En un momento de intenso debate en el nacionalismo vasco -visualizado, en especial, tras las declaraciones de los consejeros Joseba Azkarraga y Javier Madrazo, y las airadas réplicas del portavoz del EBB, Iñigo Urkullu-, Galdos pronunció una charla ante afiliados de su partido en Hondarribia en la que reiteró sus tradicionales tesis sobre la regeneración del discurso del nacionalismo. Pidió «altura de miras, madurez y responsabilidad al nacionalismo institucional» ante «los próximos debates estratégicos, y consideró que el último conflicto suscitado sobre la convocatoria de una hipotética consulta es una «tormenta de verano», que confió que «no responda a la voluntad de enturbiar el ambiente».
Las reflexiones de Galdos se producen días después de que Azkarraga se posicionara abiertamente en contra de posibles acuerdos transversales entre nacionalistas y no nacionalistas y apostara por una confrontación política con «el nacionalismo español». Galdos -cuyas posiciones sobre el nacionalismo pactista sintonizan en buena medida con el discurso de Josu Jon Imaz- manifestó que «nuestra base social y electoral reclama que seamos capaces de alcanzar acuerdos estratégicos que nos permitan continuar vertebrando a la sociedad vasca con perspectiva de futuro».
Análisis desapasionado
En la conferencia, ofrecida íntegramente en euskera, el líder guipuzcoano de EA afirmó que en los próximos meses «debemos evitar la caricaturización de los posicionamientos de las personas» porque, según explicó, «afortunadamente el debate en el seno de los partidos no se va a producir entre 'neorregionalistas' que renuncien al nacionalismo y 'neobatasunos' dispuestos a echarse al monte tras renunciar al camino emprendido».
Galdos reconoció la existencia de planteamientos estratégicos diferentes en el nacionalismo institucional a la hora de abordar el futuro, pero pidió que se produzca una discusión seria, alejada de clichés y estereotipos. «Observo con preocupación el interés de algunos sectores por otorgar a tales diferencias una trascendencia mayor de la que en realidad tienen. Todo ello nos debilita de manera importante».

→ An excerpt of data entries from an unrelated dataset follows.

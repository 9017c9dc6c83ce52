//! Inference engine config artifact.
//!
//! The detection engine reads its model settings from a plain key=value text
//! file. The daemon generates a standard one on first run if the file is
//! absent and otherwise leaves it untouched; operators tune it by hand.

use anyhow::{anyhow, Result};
use std::path::Path;

const DEFAULT_MODEL_CONFIG: &str = "\
[property]
gpu-id=0
net-scale-factor=0.0039215697906911373
model-color-format=0
onnx-file=yolov8s.onnx
model-engine-file=yolov8s.onnx_b1_gpu0_fp32.engine
labelfile-path=labels.txt
batch-size=1
network-mode=2
num-detected-classes=80
interval=0
gie-unique-id=1
process-mode=1
network-type=0
cluster-mode=2
maintain-aspect-ratio=1
symmetric-padding=1
parse-bbox-func-name=NvDsInferParseYolo
custom-lib-path=./libnvdsinfer_custom_impl_Yolo.so
engine-create-func-name=NvDsInferYoloCudaEngineGet

[class-attrs-all]
nms-iou-threshold=0.45
pre-cluster-threshold=0.25
topk=300
";

/// Ensure the model config file exists. Returns true when a fresh one was
/// generated, false when an existing file was left alone.
pub fn ensure_model_config(path: &Path) -> Result<bool> {
    if path.exists() {
        log::debug!("model config {} already exists", path.display());
        return Ok(false);
    }
    std::fs::write(path, DEFAULT_MODEL_CONFIG)
        .map_err(|e| anyhow!("failed to write model config {}: {}", path.display(), e))?;
    log::info!("generated model config {}", path.display());
    Ok(true)
}
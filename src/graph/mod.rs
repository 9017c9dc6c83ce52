//! The pipeline graph: stages, ports, links, and the builder.
//!
//! The graph model is framework-free. Stage capabilities name element kinds
//! the media runtime instantiates; the builder only checks that the host
//! environment can provide them and that declared links are well formed.
//! Dynamic link resolution (sub-stream discovery) mutates nothing but the
//! single affected link, and is idempotent.

mod builder;
mod descriptor;
mod link;
mod stage;

pub use builder::{AssumeAvailable, CapabilityProbe, Graph, GraphSpec, StageCreationError};
pub use descriptor::{FormatFamily, MediaAttrs, MediaDescriptor};
pub use link::{resolve, Link, LinkState, PortRef, ResolveOutcome};
pub use stage::{validate_stage_name, PortSpec, Stage, StageSpec};
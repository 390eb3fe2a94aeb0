//! wgpu implementation of [`crate::surface::RenderBackend`].
//!
//! - `context` owns the instance, device and surface, and reconfigures the
//!   swapchain when the window resizes.
//! - `pipeline` turns a linked [`crate::ShaderProgram`] into a render pipeline
//!   with its uniform buffer and fullscreen quad.
//! - `overlay` uploads the optional overlay image and draws it with alpha
//!   blending after the pattern.
//! - `backend` records one render pass per frame and maps presentation errors
//!   onto [`crate::FrameError`].

mod backend;
mod context;
mod overlay;
mod pipeline;

pub use backend::GpuBackend;
use std::borrow::Cow;

use wgpu::naga::ShaderStage;
use wgpu::util::DeviceExt;

use crate::pipeline::{PipelineError, ShaderProgram};

/// Fullscreen quad as two clip-space triangles.
pub(crate) const QUAD_VERTICES: [[f32; 2]; 6] = [
    [-1.0, -1.0],
    [1.0, -1.0],
    [-1.0, 1.0],
    [-1.0, 1.0],
    [1.0, -1.0],
    [1.0, 1.0],
];

/// Unit square in `[0, 1]`, mapped onto the overlay rectangle by its vertex stage.
pub(crate) const UNIT_QUAD_VERTICES: [[f32; 2]; 6] = [
    [0.0, 0.0],
    [1.0, 0.0],
    [0.0, 1.0],
    [0.0, 1.0],
    [1.0, 0.0],
    [1.0, 1.0],
];

pub(crate) fn vertex_buffer(device: &wgpu::Device, label: &str, vertices: &[[f32; 2]]) -> wgpu::Buffer {
    device.create_buffer_init(&wgpu::util::BufferInitDescriptor {
        label: Some(label),
        contents: bytemuck::cast_slice(vertices),
        usage: wgpu::BufferUsages::VERTEX,
    })
}

pub(crate) fn uniform_layout(device: &wgpu::Device, label: &str) -> wgpu::BindGroupLayout {
    device.create_bind_group_layout(&wgpu::BindGroupLayoutDescriptor {
        label: Some(label),
        entries: &[wgpu::BindGroupLayoutEntry {
            binding: 0,
            visibility: wgpu::ShaderStages::VERTEX_FRAGMENT,
            ty: wgpu::BindingType::Buffer {
                ty: wgpu::BufferBindingType::Uniform,
                has_dynamic_offset: false,
                min_binding_size: None,
            },
            count: None,
        }],
    })
}

pub(crate) struct StageSources<'a> {
    pub vertex: &'a str,
    pub fragment: &'a str,
}

/// Creates a triangle-list pipeline with one `vec2` vertex attribute.
///
/// Device validation errors raised while building are captured through an
/// error scope and returned as link failures.
pub(crate) fn build_render_pipeline(
    device: &wgpu::Device,
    label: &str,
    sources: StageSources<'_>,
    format: wgpu::TextureFormat,
    bind_group_layouts: &[&wgpu::BindGroupLayout],
    blend: Option<wgpu::BlendState>,
) -> Result<wgpu::RenderPipeline, PipelineError> {
    device.push_error_scope(wgpu::ErrorFilter::Validation);

    let vertex_module = device.create_shader_module(wgpu::ShaderModuleDescriptor {
        label: Some(&format!("{label} vertex")),
        source: wgpu::ShaderSource::Glsl {
            shader: Cow::Owned(sources.vertex.to_string()),
            stage: ShaderStage::Vertex,
            defines: &[],
        },
    });
    let fragment_module = device.create_shader_module(wgpu::ShaderModuleDescriptor {
        label: Some(&format!("{label} fragment")),
        source: wgpu::ShaderSource::Glsl {
            shader: Cow::Owned(sources.fragment.to_string()),
            stage: ShaderStage::Fragment,
            defines: &[],
        },
    });

    let layout = device.create_pipeline_layout(&wgpu::PipelineLayoutDescriptor {
        label: Some(&format!("{label} layout")),
        bind_group_layouts,
        push_constant_ranges: &[],
    });

    let pipeline = device.create_render_pipeline(&wgpu::RenderPipelineDescriptor {
        label: Some(label),
        layout: Some(&layout),
        vertex: wgpu::VertexState {
            module: &vertex_module,
            entry_point: Some("main"),
            buffers: &[wgpu::VertexBufferLayout {
                array_stride: std::mem::size_of::<[f32; 2]>() as wgpu::BufferAddress,
                step_mode: wgpu::VertexStepMode::Vertex,
                attributes: &wgpu::vertex_attr_array![0 => Float32x2],
            }],
            compilation_options: wgpu::PipelineCompilationOptions::default(),
        },
        primitive: wgpu::PrimitiveState {
            topology: wgpu::PrimitiveTopology::TriangleList,
            strip_index_format: None,
            front_face: wgpu::FrontFace::Ccw,
            cull_mode: None,
            polygon_mode: wgpu::PolygonMode::Fill,
            unclipped_depth: false,
            conservative: false,
        },
        depth_stencil: None,
        multisample: wgpu::MultisampleState::default(),
        fragment: Some(wgpu::FragmentState {
            module: &fragment_module,
            entry_point: Some("main"),
            targets: &[Some(wgpu::ColorTargetState {
                format,
                blend,
                write_mask: wgpu::ColorWrites::ALL,
            })],
            compilation_options: wgpu::PipelineCompilationOptions::default(),
        }),
        multiview: None,
        cache: None,
    });

    match pollster::block_on(device.pop_error_scope()) {
        Some(err) => Err(PipelineError::Link {
            diagnostic: err.to_string(),
        }),
        None => Ok(pipeline),
    }
}

/// Fades the pattern into the cleared background by the pass blend constant.
const CONSTANT_OPACITY_BLENDING: wgpu::BlendState = wgpu::BlendState {
    color: wgpu::BlendComponent {
        src_factor: wgpu::BlendFactor::Constant,
        dst_factor: wgpu::BlendFactor::OneMinusConstant,
        operation: wgpu::BlendOperation::Add,
    },
    alpha: wgpu::BlendComponent::REPLACE,
};

/// GPU objects for the pattern program: pipeline, uniform buffer and quad.
pub(crate) struct PatternPipeline {
    pub pipeline: wgpu::RenderPipeline,
    pub uniform_buffer: wgpu::Buffer,
    pub bind_group: wgpu::BindGroup,
    pub vertices: wgpu::Buffer,
}

impl PatternPipeline {
    pub fn new(
        device: &wgpu::Device,
        program: &ShaderProgram,
        format: wgpu::TextureFormat,
    ) -> Result<Self, PipelineError> {
        let layout = uniform_layout(device, "pattern uniform layout");
        let pipeline = build_render_pipeline(
            device,
            "pattern pipeline",
            StageSources {
                vertex: program.vertex_source(),
                fragment: program.fragment_source(),
            },
            format,
            &[&layout],
            Some(CONSTANT_OPACITY_BLENDING),
        )?;

        let block_size = u64::from(program.uniforms().block_size().max(16));
        let uniform_buffer = device.create_buffer(&wgpu::BufferDescriptor {
            label: Some("pattern uniforms"),
            size: block_size,
            usage: wgpu::BufferUsages::UNIFORM | wgpu::BufferUsages::COPY_DST,
            mapped_at_creation: false,
        });
        let bind_group = device.create_bind_group(&wgpu::BindGroupDescriptor {
            label: Some("pattern bind group"),
            layout: &layout,
            entries: &[wgpu::BindGroupEntry {
                binding: 0,
                resource: uniform_buffer.as_entire_binding(),
            }],
        });

        Ok(Self {
            pipeline,
            uniform_buffer,
            bind_group,
            vertices: vertex_buffer(device, "pattern quad", &QUAD_VERTICES),
        })
    }
}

El presidente de la dirección regional guipuzcoana -también diputado foral- llamó la atención sobre «la paradoja que supone que ponencias políticas aprobadas por amplias mayorías en el seno de los partidos se conviertan en armas arrojadizas y elementos de confrontación interna, causando el agotamiento y el desánimo de la base social y electoral». «Algo parecido a lo que sucede con documentos como los acuerdos de gobierno y otros compromisos alcanzados por los máximos dirigentes de los partidos que son interpretados de manera tan dispar que provocan polémicas innecesarias», señaló en referencia implícita al acuerdo del tripartito en relación con el referéndum.
Galdos manifestó también que el debate que se va a producir en el nacionalismo histórico debe tener como punto de partida «un análisis desapasionado de los últimos resultados electorales y una lectura correcta sobre la sociedad vasca actual» para, «sin ninguna renuncia ideológica», conectar con las nuevas generaciones y sectores de la sociedad, sobre todo capas urbanas, con las que no somos capaces de conectar suficientemente».
El presidente guipuzcoano de EA criticó también con dureza al Partido Socialista. «Un socialismo tan inmovilista, tan cerrado, no está legitimado para exigir al nacionalismo un ejercicio de transversalidad en el que no creen, que ellos mismos boicotean con sus actos».